P1 | 1 | 2 | 2 | 3 | 3 | 3 | 2 | 2 |

P2 | 3 | 1 | 1 | 2 | 2 | 2 | 1 | 1 |

P3 | 4 | 3 | 3 | 1 | 1 | 1 | 3 | 3 |

**Reduction: **Garey, Johnson, and Sethi use 3-Partition. So we’re given a set of 3n elements A, and a bound B. The Job-Shop instance will have 2 processors and 3n+1 jobs labeled C_{0} through C_{3n}. Job C_{0} has 2n tasks, alternating B time on each processor (so, B time on P1, then another B time on P2, then another B time on P1, and so on). The rest of the tasks get 0 time on P1 and a_{1} time on P2. The deadline is 2nB, which is the time it takes to schedule all of C_{0}. The paper leaves out the “straightforward” task of showing this reduction actually solves the problem. I believe them that it is straightforward, let’s take a closer look:

If A has a 3-Partition, then we have a collection of N sets of 3 elements that all add up to B. Each one of these sets can fit on P2 while C_{0} is running on P1 (since C_{0} uses P1 for exactly B time for each task on P1), so we can fit all of the C tasks into the “holes” left by C_{0}.

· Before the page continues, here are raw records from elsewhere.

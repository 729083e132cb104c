//! The tool-plane request surface.
//!
//! These are the request/response shapes the chat front-end feeds into the
//! plane (the front-end itself lives elsewhere): per-request tool options,
//! server-list resolution, and the tool search endpoint's body and result.

use std::time::Duration;

use serde::{Deserialize, Serialize};

use crate::mcp::errors::McpError;
use crate::mcp::types::{ServerDescriptor, ToolParameters};
use crate::plane::discovery::match_tool_pattern;
use crate::plane::manager::ServerManager;

/// Default cap on results returned by a tool search.
const DEFAULT_SEARCH_LIMIT: usize = 20;

// ─── Request Options ────────────────────────────────────────────────────────

/// Tool-plane options carried on a chat request. Messages and inference
/// parameters are opaque to the plane and pass through untouched.
#[derive(Debug, Clone, Deserialize)]
pub struct ToolPlaneOptions {
    #[serde(default)]
    pub mcp_servers: Vec<ServerDescriptor>,
    /// When set, the host's definitions loader auto-enables filesystem-style
    /// servers rooted at this path.
    #[serde(default)]
    pub tools_path: Option<String>,
    /// JIT discovery on/off; off means the full catalog is pre-listed.
    #[serde(default = "default_jit_tools")]
    pub jit_tools: bool,
    /// Tools injected per `mcp_discover` call.
    #[serde(default = "default_jit_max_tools")]
    pub jit_max_tools: usize,
    /// Cap on model tool-calling rounds, enforced by the chat loop.
    #[serde(default = "default_max_tool_rounds")]
    pub max_tool_rounds: u32,
    /// Per-call tool deadline in milliseconds.
    #[serde(default = "default_tool_timeout_ms")]
    pub tool_timeout: u64,
    /// Whether raw tool results are echoed in the response body.
    #[serde(default)]
    pub include_tool_results: bool,
}

fn default_jit_tools() -> bool {
    true
}

fn default_jit_max_tools() -> usize {
    5
}

fn default_max_tool_rounds() -> u32 {
    15
}

fn default_tool_timeout_ms() -> u64 {
    30_000
}

impl Default for ToolPlaneOptions {
    fn default() -> Self {
        Self {
            mcp_servers: Vec::new(),
            tools_path: None,
            jit_tools: default_jit_tools(),
            jit_max_tools: default_jit_max_tools(),
            max_tool_rounds: default_max_tool_rounds(),
            tool_timeout: default_tool_timeout_ms(),
            include_tool_results: false,
        }
    }
}

impl ToolPlaneOptions {
    pub fn tool_timeout_duration(&self) -> Duration {
        Duration::from_millis(self.tool_timeout)
    }
}

/// Merge explicit servers with auto-enabled ones (the definitions loader's
/// output for `tools_path`). Explicit servers take precedence over
/// auto-enabled servers with the same name.
pub fn resolve_servers(
    explicit: &[ServerDescriptor],
    auto_enabled: &[ServerDescriptor],
) -> Vec<ServerDescriptor> {
    let mut servers: Vec<ServerDescriptor> = explicit.to_vec();
    for candidate in auto_enabled {
        if !servers.iter().any(|server| server.name == candidate.name) {
            servers.push(candidate.clone());
        }
    }
    servers
}

// ─── Tool Search ────────────────────────────────────────────────────────────

/// Body of a tool search request.
#[derive(Debug, Clone, Deserialize)]
pub struct ToolSearchRequest {
    /// Glob pattern to match tool names (e.g., `"*file*"`, `"*git*"`).
    #[serde(default)]
    pub pattern: String,
    /// Max results to return.
    #[serde(default)]
    pub limit: usize,
    /// Servers to search, specified inline like the chat endpoint.
    #[serde(default)]
    pub mcp_servers: Vec<ServerDescriptor>,
}

/// A single search result.
#[derive(Debug, Clone, Serialize)]
pub struct ToolSearchResult {
    pub server: String,
    pub name: String,
    pub description: String,
    pub parameters: ToolParameters,
}

/// Search results with the effective pattern echoed back.
#[derive(Debug, Clone, Serialize)]
pub struct ToolSearchResponse {
    pub tools: Vec<ToolSearchResult>,
    pub pattern: String,
    pub total: usize,
}

/// Search the given servers for tools matching a pattern.
///
/// A temporary manager admits the descriptors, connects what it can
/// (unreachable servers are logged and skipped), and matches the union of
/// catalogs. Descriptor validation failures are skipped rather than fatal,
/// matching the best-effort semantics of the search endpoint.
pub async fn search_available_tools(
    request: ToolSearchRequest,
) -> Result<ToolSearchResponse, McpError> {
    let pattern = if request.pattern.is_empty() {
        "*".to_string()
    } else {
        request.pattern
    };
    let limit = if request.limit == 0 {
        DEFAULT_SEARCH_LIMIT
    } else {
        request.limit
    };

    let manager = ServerManager::new(0, 0);
    let mut names: Vec<String> = Vec::new();
    for descriptor in request.mcp_servers {
        let name = descriptor.name.clone();
        match manager.add_server_lazy(descriptor).await {
            Ok(()) => names.push(name),
            Err(e) => {
                tracing::warn!(server = %name, error = %e, "skipping server in tool search");
            }
        }
    }

    for name in &names {
        if let Err(e) = manager.ensure_connected(name).await {
            tracing::warn!(server = %name, error = %e, "failed to connect server for tool search");
        }
    }

    let mut tools: Vec<ToolSearchResult> = Vec::new();
    for (server, schema) in manager.all_cached_tools().await {
        if !match_tool_pattern(&pattern, &schema.name) {
            continue;
        }
        tools.push(ToolSearchResult {
            server,
            name: schema.name,
            description: schema.description,
            parameters: schema.parameters,
        });
        if tools.len() >= limit {
            break;
        }
    }

    manager.close().await;

    let total = tools.len();
    Ok(ToolSearchResponse {
        tools,
        pattern,
        total,
    })
}

// ─── Tests ──────────────────────────────────────────────────────────────────

#[cfg(test)]
mod tests {
    use super::*;

    #[test]
    fn options_defaults_apply() {
        let options: ToolPlaneOptions = serde_json::from_str("{}").unwrap();
        assert!(options.mcp_servers.is_empty());
        assert!(options.jit_tools);
        assert_eq!(options.jit_max_tools, 5);
        assert_eq!(options.max_tool_rounds, 15);
        assert_eq!(options.tool_timeout, 30_000);
        assert!(!options.include_tool_results);
        assert_eq!(options.tool_timeout_duration(), Duration::from_secs(30));
    }

    #[test]
    fn options_parse_with_servers() {
        let body = serde_json::json!({
            "mcp_servers": [
                {"name": "filesystem", "command": "npx", "args": ["-y", "@mcp/fs", "/data"]}
            ],
            "jit_tools": false,
            "jit_max_tools": 8,
            "tool_timeout": 5000
        });
        let options: ToolPlaneOptions = serde_json::from_value(body).unwrap();
        assert_eq!(options.mcp_servers.len(), 1);
        assert!(!options.jit_tools);
        assert_eq!(options.jit_max_tools, 8);
        assert_eq!(options.tool_timeout, 5000);
    }

    #[test]
    fn resolve_servers_explicit_wins() {
        let explicit = vec![ServerDescriptor::stdio("filesystem", "npx", &["/a"])];
        let auto = vec![
            ServerDescriptor::stdio("filesystem", "npx", &["/b"]),
            ServerDescriptor::stdio("git", "npx", &[]),
        ];
        let resolved = resolve_servers(&explicit, &auto);
        assert_eq!(resolved.len(), 2);
        assert_eq!(resolved[0].name, "filesystem");
        assert_eq!(resolved[0].args, vec!["/a"]);
        assert_eq!(resolved[1].name, "git");
    }

    #[test]
    fn resolve_servers_without_auto_is_passthrough() {
        let explicit = vec![ServerDescriptor::stdio("a", "npx", &[])];
        let resolved = resolve_servers(&explicit, &[]);
        assert_eq!(resolved.len(), 1);
    }

    #[tokio::test]
    async fn search_with_no_servers_is_empty() {
        let response = search_available_tools(ToolSearchRequest {
            pattern: String::new(),
            limit: 0,
            mcp_servers: Vec::new(),
        })
        .await
        .unwrap();
        assert!(response.tools.is_empty());
        assert_eq!(response.pattern, "*");
        assert_eq!(response.total, 0);
    }

    #[tokio::test]
    async fn search_skips_invalid_and_unreachable_servers() {
        let response = search_available_tools(ToolSearchRequest {
            pattern: "*".into(),
            limit: 10,
            mcp_servers: vec![
                ServerDescriptor::stdio("shell", "bash", &["-c", "echo"]),
                ServerDescriptor::stdio("ghost", "definitely-not-a-real-binary-xyz", &[]),
            ],
        })
        .await
        .unwrap();
        assert!(response.tools.is_empty());
    }

    #[test]
    fn search_request_parses_with_defaults() {
        let request: ToolSearchRequest = serde_json::from_str(r#"{"pattern": "*git*"}"#).unwrap();
        assert_eq!(request.pattern, "*git*");
        assert_eq!(request.limit, 0);
        assert!(request.mcp_servers.is_empty());
    }
}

If we have a schedule that meets the deadline, we know that C_{0} must be scheduled continually, which leaves the B-sized holes on P2. For all of the A tasks to be scheduled by the deadline, they have to fit in those holes, which gives us a partition of A.

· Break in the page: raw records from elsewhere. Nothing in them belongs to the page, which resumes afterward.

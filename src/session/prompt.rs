//! Bootstrap system-prompt injection.
//!
//! When JIT discovery is on, the model needs to be told that it starts with
//! only `mcp_discover` and how to grow its tool surface. The instruction
//! block is fixed text that must survive round-trips through existing
//! system prompts without reordering; when a filesystem-style server is
//! present, its root path is appended so the model stays inside it.

use serde::{Deserialize, Serialize};

use crate::mcp::types::ServerDescriptor;

/// Minimal chat message shape. Conversations are opaque to the tool plane;
/// this is just enough structure to find or create the system message.
#[derive(Debug, Clone, PartialEq, Serialize, Deserialize)]
pub struct Message {
    pub role: String,
    pub content: String,
}

impl Message {
    pub fn system(content: impl Into<String>) -> Self {
        Self {
            role: "system".to_string(),
            content: content.into(),
        }
    }
}

/// The fixed JIT instruction block.
const JIT_INSTRUCTIONS: &str = r#"You have access to external tools via MCP (Model Context Protocol).

IMPORTANT: You start with only one tool: mcp_discover. To access other tools (file operations, etc.), you MUST first call mcp_discover to find and enable them.

Example workflow:
1. User asks to read a file
2. You call: mcp_discover(pattern="*file*")
3. Tools like read_file, write_file become available
4. You call the discovered tool: read_file(path="example.txt")

For multi-step tasks, issue a discovery for each capability you need.
Call mcp_discover with patterns like "*file*", "*search*", "*git*", or "*" to see all tools.
"#;

/// Build the bootstrap context for a session's servers.
pub fn jit_bootstrap_context(descriptors: &[ServerDescriptor]) -> String {
    let mut context = String::from(JIT_INSTRUCTIONS);

    for descriptor in descriptors {
        if let Some(root) = filesystem_root(descriptor) {
            context.push_str(&format!(
                "\nFilesystem working directory: {root}\nAll file paths must be within this directory.\n"
            ));
        }
    }

    context
}

/// Extract the working directory from a filesystem-style server descriptor.
/// The root is conventionally the last command argument.
pub fn filesystem_root(descriptor: &ServerDescriptor) -> Option<String> {
    let command = descriptor.command.as_deref().unwrap_or_default();
    let is_filesystem = command.contains("filesystem")
        || descriptor.args.iter().any(|arg| arg.contains("filesystem"));

    if is_filesystem {
        descriptor.args.last().cloned()
    } else {
        None
    }
}

/// Prepend the bootstrap context to the conversation's system message.
///
/// An existing leading system message keeps its content after the context
/// (separated by a newline); otherwise a new system message is inserted at
/// the front. Later messages are never reordered.
pub fn inject_bootstrap(
    mut messages: Vec<Message>,
    descriptors: &[ServerDescriptor],
) -> Vec<Message> {
    let context = jit_bootstrap_context(descriptors);

    match messages.first_mut() {
        Some(first) if first.role == "system" => {
            first.content = format!("{context}\n{}", first.content);
        }
        _ => {
            messages.insert(0, Message::system(context));
        }
    }

    messages
}

// ─── Tests ──────────────────────────────────────────────────────────────────

#[cfg(test)]
mod tests {
    use super::*;

    fn user(content: &str) -> Message {
        Message {
            role: "user".to_string(),
            content: content.to_string(),
        }
    }

    #[test]
    fn context_contains_workflow_and_patterns() {
        let context = jit_bootstrap_context(&[]);
        assert!(context.contains("mcp_discover"));
        assert!(context.contains("mcp_discover(pattern=\"*file*\")"));
        assert!(context.contains("read_file(path=\"example.txt\")"));
        assert!(context.contains("issue a discovery for each capability"));
    }

    #[test]
    fn filesystem_root_is_last_argument() {
        let desc = ServerDescriptor::stdio(
            "filesystem",
            "npx",
            &["-y", "@modelcontextprotocol/server-filesystem", "/data/docs"],
        );
        assert_eq!(filesystem_root(&desc).as_deref(), Some("/data/docs"));

        let other = ServerDescriptor::stdio("git", "npx", &["-y", "@mcp/git"]);
        assert_eq!(filesystem_root(&other), None);
    }

    #[test]
    fn context_includes_filesystem_root() {
        let desc = ServerDescriptor::stdio("fs", "mcp-server-filesystem", &["/workspace"]);
        let context = jit_bootstrap_context(&[desc]);
        assert!(context.contains("Filesystem working directory: /workspace"));
    }

    #[test]
    fn inject_creates_system_message_when_absent() {
        let messages = inject_bootstrap(vec![user("read my file")], &[]);
        assert_eq!(messages.len(), 2);
        assert_eq!(messages[0].role, "system");
        assert!(messages[0].content.contains("mcp_discover"));
        assert_eq!(messages[1], user("read my file"));
    }

    #[test]
    fn inject_prepends_to_existing_system_message() {
        let messages = vec![Message::system("You are helpful."), user("hi")];
        let injected = inject_bootstrap(messages, &[]);
        assert_eq!(injected.len(), 2);
        assert!(injected[0].content.starts_with("You have access to external tools"));
        assert!(injected[0].content.ends_with("You are helpful."));
    }

    #[test]
    fn inject_preserves_message_order() {
        let messages = vec![user("one"), user("two")];
        let injected = inject_bootstrap(messages, &[]);
        assert_eq!(injected[1], user("one"));
        assert_eq!(injected[2], user("two"));
    }
}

**Difficulty: **5. The hard part, of course, is coming up with the conversion. 3-Partition isn’t the easiest problem to work with, but the nice features of it (especially that you know that any subset of A that adds to B has exactly 3 elements) make it a good fit here.

I wonder if it’s necessary to have C_{0} spend B time on both processors. I understand the need to have C_{0} running on P2 to separate the partition sets, but wouldn’t it also work (and to my mind, be easier) if C_{0} took just 1 time (instead of B) each time it ran on P2?

I also wonder if there isn’t an easier reduction that goes straight from Flow-Shop Scheduling. The reduction can take the Flow-Shop instance, and map it directly to the Job-Shop instance (just because the Job-Shop problem *allows* you to reuse, reorder, or skip processors with tasks, doesn’t mean it’s *required*). Unless I’m missing something, this is a difficulty 2 reduction. I think the reason they do the 3-Partition reduction in the paper is because they want to show it’s NP-Complete in the case where there are only 2 processors, and the Flow-Shop Scheduling reduction uses 3 processors.